Na gut, egal ich war ja wirklich nicht wegen Spaß an der Freude angereist und habe das auch gesagt. Es war eben mein vorlautes Mundwerk, das mich in diese missliche Lage gebracht hat …
Wie peinlich war mir das doch, hier vor allen bekennen zu müssen, dass ich keine großen Ziele verfolge, mir nicht durch Gerichtsshows ein zweites Standbein als Schauspielerin schaffen zu wollen, weil ich grade arbeitslos bin ...
Oh, ich Unglücksrabe aber auch, ich bin die einzige, die zugeben muss, dass sie nur wegen eines blöden Versprechers hier ist. Alle anderen haben so edle Motive und Ziele, das mir beinahe übel wird, ob meiner eigenen Ignoranz.

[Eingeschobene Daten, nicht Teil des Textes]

// SPDX-FileCopyrightText: 2026 Bruno Meilick
// SPDX-License-Identifier: LicenseRef-Ata-FreeUse-NoCopy-NoDerivatives
//
// All rights reserved.
//
// This file is part of Ata and is proprietary software.
// Unauthorized copying, modification, or distribution is prohibited.

use criterion::{black_box, criterion_group, criterion_main, BatchSize, Criterion};
use ata::store::{FormFolder, FormStore};
use tempfile::TempDir;

mod fixtures;
mod profiler;

// Benchmark identity (keep stable):
// - Group names in this file: `store.save_form`, `store.list_forms`
// - Case IDs (the string after the `/`) must remain stable across refactors.
fn benches_store(c: &mut Criterion) {
    let mut group = c.benchmark_group("store.save_form");
    for case in fixtures::Case::ALL {
        let form = fixtures::fixture(case);
        group.bench_function(case.id(), move |b| {
            b.iter_batched(
                || {
                    let tmp = TempDir::new().expect("tempdir");
                    let store = FormStore::new(FormFolder::new(tmp.path()));
                    let form_id = store.create_form().expect("create_form");
                    (tmp, store, form_id)
                },
                |(tmp, store, form_id)| {
                    store
                        .save_form(&form_id, form.sections().clone(), Some(form.header().clone()))
                        .expect("save_form");
                    black_box(tmp)
                },
                BatchSize::SmallInput,
            )
        });
    }
    group.finish();

    let mut group = c.benchmark_group("store.list_forms");
    for count in [10usize, 200] {
        let tmp = TempDir::new().expect("tempdir");
        let store = FormStore::new(FormFolder::new(tmp.path()));
        for _ in 0..count {
            store.create_form().expect("create_form");
        }
        group.bench_function(format!("forms_{count}"), move |b| {
            b.iter(|| {
                let summaries = black_box(&store).list_forms().expect("list_forms");
                black_box(summaries.len())
            })
        });
    }
    group.finish();
}

criterion_group! {
    name = benches;
    config = profiler::criterion();
    targets = benches_store
}
criterion_main!(benches);
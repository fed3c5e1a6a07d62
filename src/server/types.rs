// SPDX-FileCopyrightText: 2026 Bruno Meilick
// SPDX-License-Identifier: LicenseRef-Ata-FreeUse-NoCopy-NoDerivatives
//
// All rights reserved.
//
// This file is part of Ata and is proprietary software.
// Unauthorized copying, modification, or distribution is prohibited.

//! JSON shapes exchanged with the browser editor.
//!
//! Field names follow the editor's camelCase. Decoding into model types validates section keys
//! and ids; anything that fails there is a 400.

use std::collections::BTreeMap;

use chrono::SecondsFormat;
use serde::{Deserialize, Serialize};

use crate::model::{
    Block, BlockId, Form, FormHeader, FormId, FormSummary, Section, SectionKey, Sections,
};
use crate::ops::{BlockPatch, FormOp};

use super::error::ApiError;

#[derive(Debug, Clone, Default, PartialEq, Eq, Serialize, Deserialize)]
#[serde(rename_all = "camelCase", default)]
pub struct HeaderWire {
    pub company: String,
    pub location: String,
    pub date: String,
    pub participants_a: String,
    pub participants_b: String,
}

impl From<&FormHeader> for HeaderWire {
    fn from(header: &FormHeader) -> Self {
        Self {
            company: header.company.clone(),
            location: header.location.clone(),
            date: header.date.clone(),
            participants_a: header.participants_a.clone(),
            participants_b: header.participants_b.clone(),
        }
    }
}

impl From<HeaderWire> for FormHeader {
    fn from(wire: HeaderWire) -> Self {
        Self {
            company: wire.company,
            location: wire.location,
            date: wire.date,
            participants_a: wire.participants_a,
            participants_b: wire.participants_b,
        }
    }
}

/// A block as the editor sends it. The editor's freshly added blocks are `{}`.
#[derive(Debug, Clone, Default, PartialEq, Eq, Serialize, Deserialize)]
#[serde(default)]
pub struct BlockWire {
    #[serde(skip_serializing_if = "Option::is_none")]
    pub id: Option<String>,
    pub title: String,
    pub content: String,
}

#[derive(Debug, Clone, Default, PartialEq, Eq, Serialize, Deserialize)]
#[serde(default)]
pub struct SectionWire {
    pub blocks: Vec<BlockWire>,
    pub completed: bool,
}

pub type SectionsWire = BTreeMap<String, SectionWire>;

pub fn sections_to_wire(sections: &Sections) -> SectionsWire {
    sections
        .iter()
        .map(|(key, section)| {
            let blocks = section
                .blocks()
                .iter()
                .map(|block| BlockWire {
                    id: Some(block.id().to_string()),
                    title: block.title().to_owned(),
                    content: block.content().to_owned(),
                })
                .collect();
            (
                key.as_str().to_owned(),
                SectionWire {
                    blocks,
                    completed: section.completed(),
                },
            )
        })
        .collect()
}

pub fn sections_from_wire(wire: SectionsWire) -> Result<Sections, ApiError> {
    let mut sections = Sections::new();
    for (raw_key, section) in wire {
        let key = parse_section_key(&raw_key)?;
        let blocks = section
            .blocks
            .into_iter()
            .map(|block| {
                let id = match block.id {
                    Some(raw) => parse_block_id(raw)?,
                    None => BlockId::generate(),
                };
                Ok(Block::new(id, block.title, block.content))
            })
            .collect::<Result<Vec<_>, ApiError>>()?;
        sections.insert(key, Section::new(blocks, section.completed));
    }
    Ok(sections)
}

fn parse_section_key(raw: &str) -> Result<SectionKey, ApiError> {
    raw.parse::<SectionKey>()
        .map_err(|err| ApiError::BadRequest(err.to_string()))
}

fn parse_block_id(raw: String) -> Result<BlockId, ApiError> {
    BlockId::new(raw).map_err(|err| ApiError::BadRequest(format!("invalid block id: {err}")))
}

#[derive(Debug, Clone, PartialEq, Eq, Serialize, Deserialize)]
pub struct UpdateRequest {
    pub sections: SectionsWire,
    #[serde(default)]
    pub header: Option<HeaderWire>,
}

#[derive(Debug, Clone, PartialEq, Eq, Serialize, Deserialize)]
#[serde(rename_all = "camelCase")]
pub struct FormResponse {
    pub id: String,
    pub header: HeaderWire,
    pub sections: SectionsWire,
    pub created_at: String,
    pub all_completed: bool,
}

impl From<&Form> for FormResponse {
    fn from(form: &Form) -> Self {
        Self {
            id: form.id().to_string(),
            header: HeaderWire::from(form.header()),
            sections: sections_to_wire(form.sections()),
            created_at: form.created_at().to_rfc3339_opts(SecondsFormat::Millis, true),
            all_completed: form.all_sections_completed(),
        }
    }
}

#[derive(Debug, Clone, PartialEq, Eq, Serialize, Deserialize)]
pub struct SummaryWire {
    pub id: String,
    pub title: String,
    pub date: String,
}

impl From<FormSummary> for SummaryWire {
    fn from(summary: FormSummary) -> Self {
        Self {
            id: summary.id.into_string(),
            title: summary.title,
            date: summary.date,
        }
    }
}

#[derive(Debug, Clone, PartialEq, Eq, Serialize, Deserialize)]
#[serde(rename_all = "camelCase")]
pub struct CreatedResponse {
    pub form_id: String,
}

impl From<FormId> for CreatedResponse {
    fn from(form_id: FormId) -> Self {
        Self {
            form_id: form_id.into_string(),
        }
    }
}

#[derive(Debug, Clone, Copy, PartialEq, Eq, Serialize, Deserialize)]
pub struct SuccessResponse {
    pub success: bool,
}

impl SuccessResponse {
    pub const OK: SuccessResponse = SuccessResponse { success: true };
}

/// One editor gesture, tagged by `op`.
#[derive(Debug, Clone, PartialEq, Eq, Serialize, Deserialize)]
#[serde(tag = "op", rename_all = "camelCase", rename_all_fields = "camelCase")]
pub enum OpWire {
    AddBlock {
        section: String,
    },
    UpdateBlock {
        section: String,
        block_id: String,
        #[serde(default)]
        title: Option<String>,
        #[serde(default)]
        content: Option<String>,
    },
    RemoveBlock {
        section: String,
        block_id: String,
    },
    CompleteSection {
        section: String,
    },
    ReopenSection {
        section: String,
    },
    Reset,
}

impl TryFrom<OpWire> for FormOp {
    type Error = ApiError;

    fn try_from(wire: OpWire) -> Result<Self, Self::Error> {
        Ok(match wire {
            OpWire::AddBlock { section } => FormOp::AddBlock {
                section: parse_section_key(&section)?,
            },
            OpWire::UpdateBlock {
                section,
                block_id,
                title,
                content,
            } => FormOp::UpdateBlock {
                section: parse_section_key(&section)?,
                block_id: parse_block_id(block_id)?,
                patch: BlockPatch { title, content },
            },
            OpWire::RemoveBlock { section, block_id } => FormOp::RemoveBlock {
                section: parse_section_key(&section)?,
                block_id: parse_block_id(block_id)?,
            },
            OpWire::CompleteSection { section } => FormOp::CompleteSection {
                section: parse_section_key(&section)?,
            },
            OpWire::ReopenSection { section } => FormOp::ReopenSection {
                section: parse_section_key(&section)?,
            },
            OpWire::Reset => FormOp::Reset,
        })
    }
}

#[derive(Debug, Clone, PartialEq, Eq, Serialize, Deserialize)]
pub struct OpsRequest {
    pub ops: Vec<OpWire>,
}

#[derive(Debug, Clone, PartialEq, Eq, Serialize, Deserialize)]
pub struct OpsResponse {
    pub success: bool,
    pub added: Vec<String>,
}

#[derive(Debug, Clone, PartialEq, Eq, Serialize, Deserialize)]
pub struct GenerateResponse {
    pub filename: String,
}

#[derive(Debug, Clone, PartialEq, Eq, Serialize, Deserialize)]
pub struct ErrorBody {
    pub error: String,
}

Ich träume nicht von der großen Karriere, die nun beginnen soll. Schließlich haben es schon Hunderttausende geschafft, von der Gerichtsshow auf die große Bühne, zu Film und Fernsehen…
Was braucht man Schauspielunterricht? Nein, nur ein kleines Casting bestehen und die Welt der Großen und Reichen öffnet sich ...
Na ja, die Busfahrt beginnt. Und pfiffig, wie ich nun mal bin, ist mir sofort klar, die wollen Action sehen. Die wollen sehen, wie man sich so richtig schön zum Deppen macht und ich mache mich zum Deppen.
Bei der Fahrt zur Arbeit, morgens früh um sechs Uhr, erzähle ich meiner Nachbarin von meinem Wochenende, dass ich nebenher Schwarzarbeit mache, um meiner Tochter das Internat zu bezahlen. Ich finde, die Story hat was. Ist ja auch ein bisschen Kriminalität drin …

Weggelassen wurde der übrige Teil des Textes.